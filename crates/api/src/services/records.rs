//! Row-to-record conversions between the store and the standings engine.

use infra::models::{DivisionRow, EventRow, MatchRow, StandingRow};

use crate::standings::{
    CachedStanding, DivisionInfo, DivisionSet, EventInfo, MatchRecord, MatchResult, ValidationError,
};

pub fn division_set(rows: &[DivisionRow]) -> DivisionSet {
    DivisionSet::new(
        rows.iter()
            .map(|row| DivisionInfo::new(row.code.clone(), row.name.clone())),
    )
}

pub fn event_info(row: &EventRow) -> Result<EventInfo, ValidationError> {
    Ok(EventInfo {
        id: row.id.clone(),
        category: row.category.parse()?,
        completed: row.is_completed(),
    })
}

pub fn match_record(row: &MatchRow) -> Result<MatchRecord, ValidationError> {
    let result = row
        .result
        .as_deref()
        .map(str::parse::<MatchResult>)
        .transpose()?;

    Ok(MatchRecord {
        id: Some(row.id),
        event_id: row.event_id.clone(),
        division_a: row.division_a.clone(),
        division_b: row.division_b.clone(),
        winner: row.winner.clone(),
        result,
        match_points_a: row.match_points_a,
        match_points_b: row.match_points_b,
        game_points_a: row.game_points_a,
        game_points_b: row.game_points_b,
        phase: row.phase.clone(),
        fixture_id: row.fixture_id,
    })
}

pub fn cached_standing(row: &StandingRow) -> CachedStanding {
    let count = |value: i32| u32::try_from(value).unwrap_or(0);

    CachedStanding {
        event_id: row.event_id.clone(),
        division: row.division.clone(),
        played: count(row.played),
        won: count(row.won),
        lost: count(row.lost),
        drawn: count(row.drawn),
        match_points: row.match_points,
        game_points: row.game_points,
    }
}

/// The tie id stored in a summary row's `match_data`, if the match was a tie.
pub fn tie_id(row: &MatchRow) -> Option<String> {
    row.match_data
        .as_ref()
        .and_then(|data| data.get("tie_id"))
        .and_then(|id| id.as_str())
        .map(str::to_string)
}
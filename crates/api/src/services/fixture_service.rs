use sqlx::PgPool;
use uuid::Uuid;

use infra::models::FixtureRow;
use infra::repos::{divisions, events, fixtures, CreateFixture};

use super::error::SubmitError;
use super::records;
use crate::standings::{DivisionSet, ValidationError};

pub fn validate_fixture(data: &CreateFixture, divisions: &DivisionSet) -> Result<(), ValidationError> {
    if data.event_id.trim().is_empty() {
        return Err(ValidationError::MissingField("eventId"));
    }
    divisions.require(&data.division_a)?;
    divisions.require(&data.division_b)?;
    if data.division_a == data.division_b {
        return Err(ValidationError::SameDivision(data.division_a.clone()));
    }
    Ok(())
}

async fn check(pool: &PgPool, data: &CreateFixture) -> Result<(), SubmitError> {
    let divisions = records::division_set(&divisions::list(pool).await?);
    validate_fixture(data, &divisions)?;

    if events::get_by_id(pool, &data.event_id).await?.is_none() {
        return Err(ValidationError::UnknownEvent(data.event_id.clone()).into());
    }
    Ok(())
}

pub async fn create_fixture(pool: &PgPool, data: CreateFixture) -> Result<FixtureRow, SubmitError> {
    check(pool, &data).await?;
    let fixture = fixtures::create(pool, data).await?;
    tracing::info!(
        "Scheduled {} {} vs {} ({})",
        fixture.event_id,
        fixture.division_a,
        fixture.division_b,
        fixture.id
    );
    Ok(fixture)
}

pub async fn update_fixture(
    pool: &PgPool,
    id: Uuid,
    data: CreateFixture,
) -> Result<Option<FixtureRow>, SubmitError> {
    check(pool, &data).await?;
    Ok(fixtures::update(pool, id, data).await?)
}

pub async fn delete_fixture(pool: &PgPool, id: Uuid) -> Result<bool, SubmitError> {
    Ok(fixtures::delete(pool, id).await?)
}

#[cfg(test)]
mod tests {
    use super::*;

    fn fixture(a: &str, b: &str) -> CreateFixture {
        CreateFixture {
            event_id: "football".to_string(),
            division_a: a.to_string(),
            division_b: b.to_string(),
            scheduled_date: None,
            scheduled_time: None,
            venue: None,
            phase: None,
            notes: None,
        }
    }

    #[test]
    fn fixtures_need_two_known_distinct_divisions() {
        let divisions = DivisionSet::from_codes(["A", "B"]);

        assert!(validate_fixture(&fixture("A", "B"), &divisions).is_ok());
        assert_eq!(
            validate_fixture(&fixture("B", "B"), &divisions),
            Err(ValidationError::SameDivision("B".to_string()))
        );
        assert_eq!(
            validate_fixture(&fixture("A", "X"), &divisions),
            Err(ValidationError::UnknownDivision("X".to_string()))
        );
    }
}
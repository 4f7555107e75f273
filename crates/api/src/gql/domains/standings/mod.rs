pub mod resolvers;
pub mod types;

pub use resolvers::{StandingsMutation, StandingsQuery};
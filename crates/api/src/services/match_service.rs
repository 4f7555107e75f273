use chrono::{NaiveDate, NaiveTime};
use sqlx::PgPool;
use uuid::Uuid;

use infra::models::MatchRow;
use infra::repos::{divisions, events, fixtures, matches, CreateMatch};

use super::error::SubmitError;
use super::records;
use crate::standings::{derive_points, validate_match, DivisionSet, MatchRecord, MatchResult, ValidationError};

/// A single-game result as a scorer types it in. Point fields stay textual so that a
/// blank box falls back to the result's default points.
#[derive(Debug, Clone, Default)]
pub struct RecordMatchParams {
    pub event_id: String,
    pub division_a: String,
    pub division_b: String,
    pub result: String,
    pub match_points_a: Option<String>,
    pub game_points_a: Option<String>,
    pub match_points_b: Option<String>,
    pub game_points_b: Option<String>,
    pub phase: Option<String>,
    pub match_date: Option<NaiveDate>,
    pub match_time: Option<NaiveTime>,
    pub fixture_id: Option<Uuid>,
}

/// Turn the form into a validated record. `result` is side A's result; side B gets the
/// opposite one.
pub fn build_match_record(
    params: &RecordMatchParams,
    divisions: &DivisionSet,
) -> Result<MatchRecord, ValidationError> {
    if params.result.trim().is_empty() {
        return Err(ValidationError::MissingField("result"));
    }
    let result: MatchResult = params.result.parse()?;

    let side_a = derive_points(
        result,
        params.match_points_a.as_deref(),
        params.game_points_a.as_deref(),
    );
    let side_b = derive_points(
        result.opposite(),
        params.match_points_b.as_deref(),
        params.game_points_b.as_deref(),
    );

    let division_a = params.division_a.trim().to_string();
    let division_b = params.division_b.trim().to_string();
    let winner = match result {
        MatchResult::Win => Some(division_a.clone()),
        MatchResult::Loss => Some(division_b.clone()),
        MatchResult::Draw => None,
    };

    let record = MatchRecord {
        id: None,
        event_id: params.event_id.trim().to_string(),
        division_a,
        division_b,
        winner,
        result: Some(result),
        match_points_a: side_a.match_points,
        match_points_b: side_b.match_points,
        game_points_a: side_a.game_points,
        game_points_b: side_b.game_points,
        phase: params
            .phase
            .as_deref()
            .map(str::trim)
            .filter(|p| !p.is_empty())
            .map(str::to_string),
        fixture_id: params.fixture_id,
    };

    validate_match(&record, divisions)?;
    Ok(record)
}

pub async fn record_match(
    pool: &PgPool,
    params: RecordMatchParams,
    recorded_by: &str,
) -> Result<MatchRow, SubmitError> {
    let divisions = records::division_set(&divisions::list(pool).await?);
    let record = build_match_record(&params, &divisions)?;

    if events::get_by_id(pool, &record.event_id).await?.is_none() {
        return Err(ValidationError::UnknownEvent(record.event_id).into());
    }

    let mut tx = pool.begin().await?;

    let row = matches::create(
        &mut *tx,
        CreateMatch {
            event_id: record.event_id.clone(),
            fixture_id: record.fixture_id,
            division_a: record.division_a.clone(),
            division_b: record.division_b.clone(),
            winner: record.winner.clone(),
            result: record.result.map(|r| r.as_str().to_string()),
            match_points_a: record.match_points_a,
            match_points_b: record.match_points_b,
            game_points_a: record.game_points_a,
            game_points_b: record.game_points_b,
            phase: record.phase.clone(),
            match_date: params.match_date,
            match_time: params.match_time,
            match_data: None,
            recorded_by: Some(recorded_by.to_string()),
        },
    )
    .await?;

    if let Some(fixture_id) = record.fixture_id {
        fixtures::mark_completed(&mut *tx, fixture_id).await?;
    }

    tx.commit().await?;

    tracing::info!(
        "Recorded {} {} vs {} ({}) by {}",
        row.event_id,
        row.division_a,
        row.division_b,
        params.result.trim().to_lowercase(),
        recorded_by
    );

    Ok(row)
}

/// Tie game rows are removed with their summary.
pub async fn delete_match(pool: &PgPool, id: Uuid, deleted_by: &str) -> Result<bool, SubmitError> {
    let deleted = matches::delete(pool, id).await?;
    if deleted {
        tracing::info!("Match {} deleted by {}", id, deleted_by);
    }
    Ok(deleted)
}
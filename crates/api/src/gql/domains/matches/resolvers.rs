use async_graphql::{Context, Object, Result, ID};
use uuid::Uuid;

use infra::repos::{matches, tie_games, MatchFilter};

use crate::auth::require_scorer;
use crate::gql::error::{GqlError, ResultExt};
use crate::services::match_service::{self, RecordMatchParams};
use crate::services::tie_service::{self, SubmitTieParams, TieGameParams};
use crate::state::AppState;

use super::types::{
    Match, OrphanedTie, RecordMatchInput, SubmitTieResultInput, SubmitTieResultPayload, TieGame,
};

fn parse_optional_id(id: Option<ID>, context: &str) -> Result<Option<Uuid>> {
    id.map(|id| Uuid::parse_str(id.as_str()).gql_err(context))
        .transpose()
}

#[derive(Default)]
pub struct MatchQuery;

#[Object]
impl MatchQuery {
    /// Recorded matches of one event, oldest first
    async fn event_matches(&self, ctx: &Context<'_>, event_id: ID) -> Result<Vec<Match>> {
        let state = ctx.data::<AppState>()?;
        let rows = matches::list(
            &state.db,
            MatchFilter {
                event_id: Some(event_id.to_string()),
                ..Default::default()
            },
        )
        .await
        .map_err(GqlError::from)?;
        Ok(rows.into_iter().map(Match::from).collect())
    }

    /// Individual games behind a tie summary
    async fn tie_games(&self, ctx: &Context<'_>, match_id: ID) -> Result<Vec<TieGame>> {
        let state = ctx.data::<AppState>()?;
        let match_id = Uuid::parse_str(match_id.as_str()).gql_err("Invalid match ID")?;
        let rows = tie_games::list_by_match(&state.db, match_id)
            .await
            .map_err(GqlError::from)?;
        Ok(rows.into_iter().map(TieGame::from).collect())
    }

    /// Tie summaries that lost their game rows
    async fn tie_consistency_report(&self, ctx: &Context<'_>) -> Result<Vec<OrphanedTie>> {
        require_scorer(ctx).await?;
        let state = ctx.data::<AppState>()?;
        let orphans = tie_service::consistency_report(&state.db)
            .await
            .map_err(GqlError::from)?;
        Ok(orphans.into_iter().map(OrphanedTie::from).collect())
    }
}

#[derive(Default)]
pub struct MatchMutation;

#[Object]
impl MatchMutation {
    /// Record a single-game result
    async fn record_match(&self, ctx: &Context<'_>, input: RecordMatchInput) -> Result<Match> {
        let session = require_scorer(ctx).await?;
        let state = ctx.data::<AppState>()?;

        let params = RecordMatchParams {
            event_id: input.event_id.to_string(),
            division_a: input.division_a,
            division_b: input.division_b,
            result: input.result,
            match_points_a: input.match_points_a,
            game_points_a: input.game_points_a,
            match_points_b: input.match_points_b,
            game_points_b: input.game_points_b,
            phase: input.phase,
            match_date: input.match_date,
            match_time: input.match_time,
            fixture_id: parse_optional_id(input.fixture_id, "Invalid fixture ID")?,
        };

        let row = match_service::record_match(&state.db, params, &session.email)
            .await
            .map_err(GqlError::from)?;
        Ok(row.into())
    }

    /// Record a best-of-N tie from its individual games
    async fn submit_tie_result(
        &self,
        ctx: &Context<'_>,
        input: SubmitTieResultInput,
    ) -> Result<SubmitTieResultPayload> {
        let session = require_scorer(ctx).await?;
        let state = ctx.data::<AppState>()?;

        let params = SubmitTieParams {
            event_id: input.event_id.to_string(),
            division_a: input.division_a,
            division_b: input.division_b,
            phase: Some(input.phase),
            match_date: input.match_date,
            match_time: input.match_time,
            fixture_id: parse_optional_id(input.fixture_id, "Invalid fixture ID")?,
            games: input
                .games
                .into_iter()
                .map(|game| TieGameParams {
                    match_type: game.match_type,
                    team_a_players: game.team_a_players,
                    team_b_players: game.team_b_players,
                    winner: game.winner,
                    score: game.score,
                })
                .collect(),
        };

        let submitted = tie_service::submit_tie(&state.db, params, state.scoring(), &session.email)
            .await
            .map_err(GqlError::from)?;

        Ok(SubmitTieResultPayload {
            summary: submitted.summary.into(),
            games: submitted.games.into_iter().map(TieGame::from).collect(),
            winner: submitted.winner,
            points_a: submitted.result.points_a,
            points_b: submitted.result.points_b,
            inconsistent: submitted.result.inconsistency.is_some(),
        })
    }

    async fn delete_match(&self, ctx: &Context<'_>, id: ID) -> Result<bool> {
        let session = require_scorer(ctx).await?;
        let state = ctx.data::<AppState>()?;
        let id = Uuid::parse_str(id.as_str()).gql_err("Invalid match ID")?;

        Ok(match_service::delete_match(&state.db, id, &session.email)
            .await
            .map_err(GqlError::from)?)
    }
}
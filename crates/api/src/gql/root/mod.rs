mod mutation_root;
mod query_root;

pub use mutation_root::MutationRoot;
pub use query_root::QueryRoot;
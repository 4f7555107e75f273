use async_graphql::SimpleObject;
use chrono::{DateTime, Utc};

use infra::models::ScorerSessionRow;

#[derive(SimpleObject, Clone)]
pub struct ScorerSession {
    pub email: String,
    pub signed_in_at: DateTime<Utc>,
    pub expires_at: DateTime<Utc>,
}

impl From<ScorerSessionRow> for ScorerSession {
    fn from(row: ScorerSessionRow) -> Self {
        Self {
            email: row.email,
            signed_in_at: row.created_at,
            expires_at: row.expires_at,
        }
    }
}
use sqlx::{PgExecutor, Result as SqlxResult};

use crate::models::StandingRow;

#[derive(Debug, Clone)]
pub struct UpsertStanding {
    pub event_id: String,
    pub division: String,
    pub played: i32,
    pub won: i32,
    pub lost: i32,
    pub drawn: i32,
    pub match_points: f64,
    pub game_points: f64,
    pub position: i32,
}

pub async fn list_by_event<'e>(
    executor: impl PgExecutor<'e>,
    event_id: &str,
) -> SqlxResult<Vec<StandingRow>> {
    sqlx::query_as::<_, StandingRow>(
        r#"
        SELECT id, event_id, division, played, won, lost, drawn, match_points, game_points, position, updated_at
        FROM standings
        WHERE event_id = $1
        ORDER BY position ASC NULLS LAST, division ASC
        "#,
    )
    .bind(event_id)
    .fetch_all(executor)
    .await
}

pub async fn upsert<'e>(executor: impl PgExecutor<'e>, data: UpsertStanding) -> SqlxResult<StandingRow> {
    sqlx::query_as::<_, StandingRow>(
        r#"
        INSERT INTO standings (event_id, division, played, won, lost, drawn, match_points, game_points, position)
        VALUES ($1, $2, $3, $4, $5, $6, $7, $8, $9)
        ON CONFLICT (event_id, division) DO UPDATE
        SET played = EXCLUDED.played,
            won = EXCLUDED.won,
            lost = EXCLUDED.lost,
            drawn = EXCLUDED.drawn,
            match_points = EXCLUDED.match_points,
            game_points = EXCLUDED.game_points,
            position = EXCLUDED.position,
            updated_at = NOW()
        RETURNING id, event_id, division, played, won, lost, drawn, match_points, game_points, position, updated_at
        "#,
    )
    .bind(data.event_id)
    .bind(data.division)
    .bind(data.played)
    .bind(data.won)
    .bind(data.lost)
    .bind(data.drawn)
    .bind(data.match_points)
    .bind(data.game_points)
    .bind(data.position)
    .fetch_one(executor)
    .await
}

/// Remove cached rows for divisions that no longer appear in the event's matches.
pub async fn delete_except<'e>(
    executor: impl PgExecutor<'e>,
    event_id: &str,
    keep_divisions: &[String],
) -> SqlxResult<u64> {
    let result = sqlx::query(
        "DELETE FROM standings WHERE event_id = $1 AND NOT (division = ANY($2))",
    )
    .bind(event_id)
    .bind(keep_divisions)
    .execute(executor)
    .await?;

    Ok(result.rows_affected())
}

§ WHAT YOU HAVE TO DO
Copy each line of the records containing the string "events".

§ ANSWER TO THE EXERCISE
use infra::repos::{divisions, events, fixtures, CreateFixture};
    if events::get_by_id(pool, &data.event_id).await?.is_none() {
use infra::repos::{divisions, events, fixtures, matches, CreateMatch};
    if events::get_by_id(pool, &record.event_id).await?.is_none() {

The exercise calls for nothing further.